Seeing a loved one in active addiction is difficult. We want to do everything in our power to help get them back to a healthier place but it can be hard to know how to help them in the most effective manner; even then they might not want help. Some individuals who abuse drugs know they need help but lack the resources to carry it through. Others are completely unreceptive to getting better. What should you do in this instance?
Why might they feel this way?
First and foremost they may be in denial of their addiction. A discussion with your loved one may be enough to shine some light onto their actions. Another approach may be to see a physician or psychiatrist to medically diagnose the addiction – it could resonate coming from an unbiased professional party. Sometimes the addiction doesn’t reverberate until they have a self-realization – typically during a low-point.
Another possibility may be they are ashamed of their use. This can tie into denial as people may not want to admit it to others or themselves out of embarrassment. While the stigma of addiction has lessened in recent years, it still carries very heavy. It is important for these individuals to know addiction is not their fault and maybe more importantly; there is help and they can become their old selves again. Comforting and understanding dialogue between the user and someone they love and trust can be enough for them to feel comfortable and seek help.

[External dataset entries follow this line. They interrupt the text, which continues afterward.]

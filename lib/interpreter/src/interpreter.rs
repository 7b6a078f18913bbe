use std::io::Write;

use cursor::Line;
use errors::{StaticError, StaticErrors};
use parser::{Expr, LiteralValue, Parser, Stmt};
use scanner::{Scanner, Token, TokenType};

mod value;
pub use value::Value;

#[derive(thiserror::Error, Debug, Clone, PartialEq)]
pub enum RuntimeErrorType {
    #[error("Operands must be two numbers or two strings")]
    InvalidAdditionOperands,
    #[error("Operands must be numbers.")]
    OperandsMustBeNumbers,
    #[error("Operand must be a number")]
    OperandMustBeNumber,
    #[error("Undefined variable '{0}'.")]
    UndefinedVariable(String),
}

#[derive(thiserror::Error, Debug, Clone, PartialEq)]
#[error("{error}\n[line {line}]")]
pub struct RuntimeError {
    pub error: RuntimeErrorType,
    pub line: Line,
    /// Lexeme of the token the error is reported at.
    pub at: String,
}

impl RuntimeError {
    fn new(error: RuntimeErrorType, token: &Token) -> Self {
        Self { error, line: token.line(), at: token.lexeme().to_string() }
    }
}

/// Outcome of a failed run. A driver maps each variant to its own exit code.
#[derive(thiserror::Error, Debug)]
pub enum InterpretError {
    /// Lexical and syntax errors. Nothing was executed.
    #[error("{0}")]
    CompileError(StaticErrors),
    /// Execution stopped here. Output printed before the error stays printed.
    #[error("{0}")]
    RuntimeError(#[from] RuntimeError),
    #[error("failed to write output: {0}")]
    Io(#[from] std::io::Error),
}

pub type Result<T> = std::result::Result<T, InterpretError>;

/// Tree-walking interpreter. `print` statements write to `output`.
#[derive(Debug)]
pub struct Interpreter<W> {
    output: W,
}

impl<W: Write> Interpreter<W> {
    pub fn new(output: W) -> Self {
        Self { output }
    }

    pub fn into_output(self) -> W {
        self.output
    }

    /// Scans, parses and, if both phases were free of errors, executes `source`.
    pub fn run_source(&mut self, source: &str) -> Result<()> {
        let (tokens, scan_errors) = Scanner::new(source).scan_tokens();
        let (stmts, parser_errors) = Parser::new(tokens).parse();

        let errors: StaticErrors = scan_errors
            .into_iter()
            .map(StaticError::from)
            .chain(parser_errors.into_iter().map(StaticError::from))
            .collect();

        if !errors.is_empty() {
            return Err(InterpretError::CompileError(errors));
        }

        self.interpret(&stmts)
    }

    /// Executes statements in order, stopping at the first runtime error.
    pub fn interpret(&mut self, stmts: &[Stmt]) -> Result<()> {
        for stmt in stmts {
            self.execute(stmt)?;
        }
        Ok(())
    }

    fn execute(&mut self, stmt: &Stmt) -> Result<()> {
        log::trace!("Executing {:?}", stmt);
        match stmt {
            Stmt::Expression(expr) => {
                self.evaluate(expr)?;
            }
            Stmt::Print(expr) => {
                let value = self.evaluate(expr)?;
                writeln!(self.output, "{}", value)?;
            }
            // There is no variable storage: the initializer runs for its
            // effects and the value is dropped.
            Stmt::Var { name, initializer } => {
                if let Some(init) = initializer {
                    let value = self.evaluate(init)?;
                    log::debug!("Discarding value {:?} of '{}'", value, name.lexeme());
                }
            }
            Stmt::Block(stmts) => self.interpret(stmts)?,
        }
        Ok(())
    }

    pub fn evaluate(&self, expr: &Expr) -> std::result::Result<Value, RuntimeError> {
        match expr {
            Expr::Literal(LiteralValue::Number(n)) => Ok((*n).into()),
            Expr::Literal(LiteralValue::Str(s)) => Ok((*s).into()),
            Expr::Literal(LiteralValue::Boolean(b)) => Ok((*b).into()),
            Expr::Literal(LiteralValue::Nil) => Ok(Value::Nil),

            Expr::Grouping(expr) => self.evaluate(expr),

            Expr::Unary { operator, right } => {
                let right = self.evaluate(right)?;
                match (operator.token_type(), right) {
                    (TokenType::Minus, Value::Number(n)) => Ok((-n).into()),
                    (TokenType::Minus, _) => {
                        Err(RuntimeError::new(RuntimeErrorType::OperandMustBeNumber, operator))
                    }
                    (TokenType::Bang, v) => Ok((!v.is_truthy()).into()),
                    (t, _) => unreachable!("{:?} is not a unary operator", t),
                }
            }

            Expr::Binary { left, operator, right } => {
                let left = self.evaluate(left)?;
                let right = self.evaluate(right)?;
                binary(operator, left, right)
            }

            Expr::Variable(name) => Err(undefined_variable(name)),

            Expr::Assign { name, value } => {
                self.evaluate(value)?;
                Err(undefined_variable(name))
            }
        }
    }
}

fn binary(operator: &Token, left: Value, right: Value) -> std::result::Result<Value, RuntimeError> {
    use TokenType::*;
    use Value::Number as N;

    match (operator.token_type(), left, right) {
        (Plus, N(l), N(r)) => Ok((l + r).into()),
        (Plus, Value::Str(l), Value::Str(r)) => Ok((l + &r).into()),
        (Plus, _, _) => {
            Err(RuntimeError::new(RuntimeErrorType::InvalidAdditionOperands, operator))
        }

        (Minus, N(l), N(r)) => Ok((l - r).into()),
        (Slash, N(l), N(r)) => Ok((l / r).into()),
        (Star, N(l), N(r)) => Ok((l * r).into()),

        (Greater, N(l), N(r)) => Ok((l > r).into()),
        (GreaterEqual, N(l), N(r)) => Ok((l >= r).into()),
        (Less, N(l), N(r)) => Ok((l < r).into()),
        (LessEqual, N(l), N(r)) => Ok((l <= r).into()),

        (Minus | Slash | Star | Greater | GreaterEqual | Less | LessEqual, _, _) => {
            Err(RuntimeError::new(RuntimeErrorType::OperandsMustBeNumbers, operator))
        }

        (EqualEqual, l, r) => Ok((l == r).into()),
        (BangEqual, l, r) => Ok((l != r).into()),

        (t, _, _) => unreachable!("{:?} is not a binary operator", t),
    }
}

fn undefined_variable(name: &Token) -> RuntimeError {
    RuntimeError::new(RuntimeErrorType::UndefinedVariable(name.lexeme().to_string()), name)
}

#[cfg(test)]
mod tests {
    use pretty_assertions::assert_eq;

    use super::*;

    #[ctor::ctor]
    fn init() {
        let _ = env_logger::builder().is_test(true).try_init();
    }

    /// Runs `source` and returns everything it printed plus the outcome.
    fn run(source: &str) -> (String, Result<()>) {
        let mut interpreter = Interpreter::new(Vec::new());
        let result = interpreter.run_source(source);
        (String::from_utf8(interpreter.into_output()).unwrap(), result)
    }

    fn output(source: &str) -> String {
        let (output, result) = run(source);
        if let Err(e) = result {
            panic!("{source:?} failed: {e}");
        }
        output
    }

    /// Evaluates a single expression and returns its display text.
    fn eval(expr: &str) -> String {
        output(&format!("print {expr};")).trim_end_matches('\n').to_string()
    }

    fn runtime_error(source: &str) -> RuntimeError {
        match run(source).1 {
            Err(InterpretError::RuntimeError(e)) => e,
            other => panic!("expected runtime error, got {:?}", other),
        }
    }

    #[test]
    fn precedence() {
        assert_eq!(eval("1 + 2 * 3"), "7");
        assert_eq!(eval("(1 + 2) * 3"), "9");
        assert_eq!(eval("10 - 4 - 3"), "3");
        assert_eq!(eval("12 / 3 / 2"), "2");
        assert_eq!(eval("2 * 3 < 7 == true"), "true");
    }

    #[test]
    fn arithmetic() {
        assert_eq!(eval("3.5"), "3.5");
        assert_eq!(eval("3.0"), "3");
        assert_eq!(eval("1 / 4"), "0.25");
        assert_eq!(eval("7 / 2"), "3.5");
        assert_eq!(eval("1 / 0"), "Infinity");
        assert_eq!(eval("0.1 + 0.2"), "0.30000000000000004");
    }

    #[test]
    fn unary() {
        assert_eq!(eval("-(-5)"), "5");
        assert_eq!(eval("!!true"), "true");
        assert_eq!(eval("-3"), "-3");
    }

    #[test]
    fn truthiness() {
        assert_eq!(eval("!0"), "false");
        assert_eq!(eval("!\"\""), "false");
        assert_eq!(eval("!nil"), "true");
        assert_eq!(eval("!false"), "true");
        assert_eq!(eval("!\"abc\""), "false");
    }

    #[test]
    fn equality() {
        assert_eq!(eval("nil == nil"), "true");
        assert_eq!(eval("nil == false"), "false");
        assert_eq!(eval("1 == \"1\""), "false");
        assert_eq!(eval("1 == 1.0"), "true");
        assert_eq!(eval("\"a\" == \"a\""), "true");
        assert_eq!(eval("\"a\" != \"b\""), "true");
        assert_eq!(eval("true != true"), "false");
    }

    #[test]
    fn comparison() {
        assert_eq!(eval("1 < 2"), "true");
        assert_eq!(eval("2 <= 2"), "true");
        assert_eq!(eval("1 > 2"), "false");
        assert_eq!(eval("2 >= 3"), "false");
    }

    #[test]
    fn string_concatenation() {
        assert_eq!(eval("\"1\" + \"2\""), "12");
        assert_eq!(eval("\"\" + \"\""), "");
    }

    #[test]
    fn type_errors() {
        let e = runtime_error("print 1 + \"a\";");
        assert_eq!(e.error, RuntimeErrorType::InvalidAdditionOperands);
        assert_eq!(e.to_string(), "Operands must be two numbers or two strings\n[line 1]");

        let e = runtime_error("\n\nprint true - 1;");
        assert_eq!(e.error, RuntimeErrorType::OperandsMustBeNumbers);
        assert_eq!((e.line, e.at.as_str()), (Line(3), "-"));

        assert_eq!(runtime_error("\"a\" < \"b\";").error, RuntimeErrorType::OperandsMustBeNumbers);
        assert_eq!(runtime_error("-\"a\";").error, RuntimeErrorType::OperandMustBeNumber);
        assert_eq!(runtime_error("-nil;").to_string(), "Operand must be a number\n[line 1]");
    }

    #[test]
    fn left_operand_is_evaluated_first() {
        // Both operands are invalid, the error comes from the left one.
        let e = runtime_error("(1 - nil) * (2 + \"x\");");
        assert_eq!(e.error, RuntimeErrorType::OperandsMustBeNumbers);
        assert_eq!(e.at, "-");
    }

    #[test]
    fn runtime_error_stops_execution_but_keeps_output() {
        let (output, result) = run("print 1;\nprint -true;\nprint 3;");
        assert_eq!(output, "1\n");
        assert!(matches!(result, Err(InterpretError::RuntimeError(e)) if e.line == Line(2)));
    }

    #[test]
    fn static_errors_prevent_execution() {
        let (output, result) = run("print 1;\nprint @;\nprint (2;");
        assert_eq!(output, "");
        match result {
            Err(InterpretError::CompileError(errors)) => assert_eq!(
                errors.to_string(),
                "[line 2] Error: Unexpected character.\n\
                 [line 2] Error at ';': Expect expression.\n\
                 [line 3] Error at ';': Expect ')' after expression."
            ),
            other => panic!("expected compile error, got {:?}", other),
        }
    }

    #[test]
    fn statements_run_in_order() {
        assert_eq!(
            output("print 1; 2 + 2; print \"two\"; { print 3; { print nil; } }"),
            "1\ntwo\n3\nnil\n"
        );
        assert_eq!(output(""), "");
    }

    #[test]
    fn var_runs_initializer_but_stores_nothing() {
        assert_eq!(output("var a; var b = 1 + 2;"), "");
        assert_eq!(runtime_error("var a = -\"x\";").error, RuntimeErrorType::OperandMustBeNumber);

        let e = runtime_error("var a = 1;\nprint a;");
        assert_eq!(e.error, RuntimeErrorType::UndefinedVariable("a".to_string()));
        assert_eq!(e.to_string(), "Undefined variable 'a'.\n[line 2]");
    }

    #[test]
    fn assignment_evaluates_value_before_failing() {
        assert_eq!(runtime_error("a = 1;").error, RuntimeErrorType::UndefinedVariable("a".into()));
        assert_eq!(runtime_error("a = -nil;").error, RuntimeErrorType::OperandMustBeNumber);
    }

    #[test]
    fn evaluate_single_expression() {
        let (tokens, _) = Scanner::new("(1 + 2) * -3;").scan_tokens();
        let (stmts, errors) = Parser::new(tokens).parse();
        assert!(errors.is_empty());

        let [Stmt::Expression(expr)] = stmts.as_slice() else {
            panic!("expected one expression statement, got {:?}", stmts)
        };
        let interpreter = Interpreter::new(std::io::sink());
        assert_eq!(interpreter.evaluate(expr), Ok(Value::Number(-9.0)));
    }
}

It may sound obvious but some people are not ready to get help. Addiction slowly deteriorates a person’s life inch by inch day after day. At the beginning of the addiction stage, the consequences of a person’s actions are manageable – sacrificing food money and moments friends doesn’t feel all that destructive. Over time these consequences become more and more severe – like losing a job, house, or even a family. It is at this point that a person in active addiction will hit what is known as “rock bottom”, or the point at which they realize the severity of their actions and their need for help. Rock bottom can be different levels for different people; for some, it could be the loss of a friend, where for others it might not be until they can’t find the means to score again and enter a depressive withdrawal.
It is important to continue to show support and love for them during these stages. Love is different than enabling. Enabling protects the addict from the natural consequences of his behavior; love is emotional support. Love shows an individual they matter because someone cares for them. You, being a support line, can be the helping hand needed when they finally decide for themselves that they need help.
How to Help Your Loved One Before “Rock Bottom”
In a perfect world, it would be best to be proactive and give them the help they need today instead of waiting and watching them go through tough times. A good first step would be attempting to build a productive dialogue. Ask them how they feel and if you can help them in any way. Be supportive and caring rather than critical and judgmental. While it may be difficult to hold back, too often family and friends push their addicted loved ones away when they escalate these moments. The only way to build meaningful discussions is to keep calm and composed, even when the person in active abuse does not. Easier said than done.
Addiction is a self-debilitating disease that often leaves those affected hopeless and depressed. Most people are ashamed of their actions which can make it harder for them to talk about it. Come from a place of love and empathy when talking about your feelings. Saying things like “I love you no matter what. I want the best for you,” can display feelings of trust and understanding.
If these discussions last for a time and the individual is still resistant to getting help for themselves, it may be beneficial to call an interventionist. An interventionist is experienced in handling these situations to continue the dialogue in a positive and productive manner. The goal is for the person in active addiction to see how many people care about him or her and how much their addiction is not only affecting their lives but everyone around them.
Hopefully, in the end, the person in active addiction will come to terms with their actions and admit they are sick and need help. If neither of these techniques work, do not force them into treatment. Treatment for addiction will only work if the people in the program are ready to be helped. In fact, adding someone who does not want help to a program can negatively impact the progress of everyone else in the program. People, especially those who abuse drugs, can be astonishingly persistent in their actions. No matter how many logical reasoning you and everyone else may have, chances are you will not move that stick in the mud.
If you feel as though you have exhausted all expenses and you think forcing someone into treatment is better than doing nothing – no one could blame you. The process is long and exhausting, but forcing someone into treatment will only waste time and money. The only option is to wait until they are ready – I promise you, if you continue to be there for them showing love and support throughout the way, that day will come eventually, just maybe not as fast as you may like. Be Patient.